The limitations of course are:
The quality of objects made by the spell is commensurate with the quality of the raw materials.
You need high quality fibres to make high quality paper.
You also can't use it to create items that ordinarily require a high degree of craftsmanship, such as jewelry, weapons, glass, or armor, unless you have proficiency with the type of artisan's tools used to craft such objects.
You probably can't create some kind of artisan embossed special paper or fine ink without proficiency.
This doesn't much help a wizard
Your book is presumably already made of paper, so that's a good start. But, the Wizard spellbook rules state:
For each level of the spell, the process takes 2 hours and costs 50 gp.

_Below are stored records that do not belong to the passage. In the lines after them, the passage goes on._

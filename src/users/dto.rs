use serde::{Deserialize, Serialize};
use time::Date;
use uuid::Uuid;

use super::repo_types::User;
use crate::dto::iso_date;

/// Request body for user creation.
#[derive(Debug, Deserialize)]
pub struct CreateUserRequest {
    pub name: String,
    pub email: String,
    pub weight_goal: Option<String>,
    pub password: Option<String>,
}

/// Request body for login.
#[derive(Debug, Deserialize)]
pub struct LoginRequest {
    pub email: String,
    pub password: String,
}

#[derive(Debug, Serialize)]
pub struct LoginResponse {
    pub success: bool,
    pub message: String,
    pub user: PublicUser,
}

/// Public part of the user returned to the client.
#[derive(Debug, Serialize)]
pub struct PublicUser {
    pub id: Uuid,
    pub name: String,
    pub email: String,
    pub weight_goal: Option<String>,
}

impl From<User> for PublicUser {
    fn from(u: User) -> Self {
        Self {
            id: u.id,
            name: u.name,
            email: u.email,
            weight_goal: u.weight_goal,
        }
    }
}

#[derive(Debug, Default, Serialize)]
pub struct LatestWeightResponse {
    pub weight: Option<f64>,
    pub weight_units: Option<String>,
    pub weight_kg: Option<f64>,
    #[serde(with = "iso_date::option")]
    pub date: Option<Date>,
    pub notes: Option<String>,
    pub found: bool,
}
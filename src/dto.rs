use axum::http::StatusCode;
use serde::Deserialize;
use uuid::Uuid;

use crate::errors::bad_request;

pub(crate) const MAX_LIMIT: i64 = 1000;

pub(crate) fn default_limit() -> i64 {
    100
}

/// Rejects negative paging values; limits above [`MAX_LIMIT`] are capped.
pub(crate) fn page_bounds(limit: i64, offset: i64) -> Result<(i64, i64), (StatusCode, String)> {
    if limit < 0 {
        return Err(bad_request("limit must not be negative"));
    }
    if offset < 0 {
        return Err(bad_request("offset must not be negative"));
    }
    Ok((limit.min(MAX_LIMIT), offset))
}

#[derive(Debug, Deserialize)]
pub struct Pagination {
    #[serde(default = "default_limit")]
    pub limit: i64,
    #[serde(default)]
    pub offset: i64,
}

impl Pagination {
    pub fn bounds(&self) -> Result<(i64, i64), (StatusCode, String)> {
        page_bounds(self.limit, self.offset)
    }
}

/// Query for list endpoints that can be narrowed to one user.
#[derive(Debug, Deserialize)]
pub struct UserFilter {
    pub user_id: Option<Uuid>,
    #[serde(default = "default_limit")]
    pub limit: i64,
    #[serde(default)]
    pub offset: i64,
}

impl UserFilter {
    pub fn bounds(&self) -> Result<(i64, i64), (StatusCode, String)> {
        page_bounds(self.limit, self.offset)
    }
}

time::serde::format_description!(pub iso_date, Date, "[year]-[month]-[day]");

#[cfg(test)]
mod tests {
    use super::*;

    #[test]
    fn page_bounds_rejects_negatives_and_caps_limit() {
        assert_eq!(page_bounds(100, 0).unwrap(), (100, 0));
        assert_eq!(page_bounds(0, 20).unwrap(), (0, 20));
        assert_eq!(page_bounds(50_000, 5).unwrap(), (MAX_LIMIT, 5));
        assert_eq!(page_bounds(-1, 0).unwrap_err().0, StatusCode::BAD_REQUEST);
        assert!(page_bounds(10, -3).unwrap_err().1.contains("offset"));
    }
}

The cost represents material components you expend as you experiment with the spell to master it, as well as the fine inks you need to record it.
Creating a "fine ink" is probably quite difficult and expensive. You can create the ink yourself for a discounted price so long as you have an appropriate proficiency and expensive enough materials.
However even if you can make the ink, you still have to pay for the other material components to practice the spell.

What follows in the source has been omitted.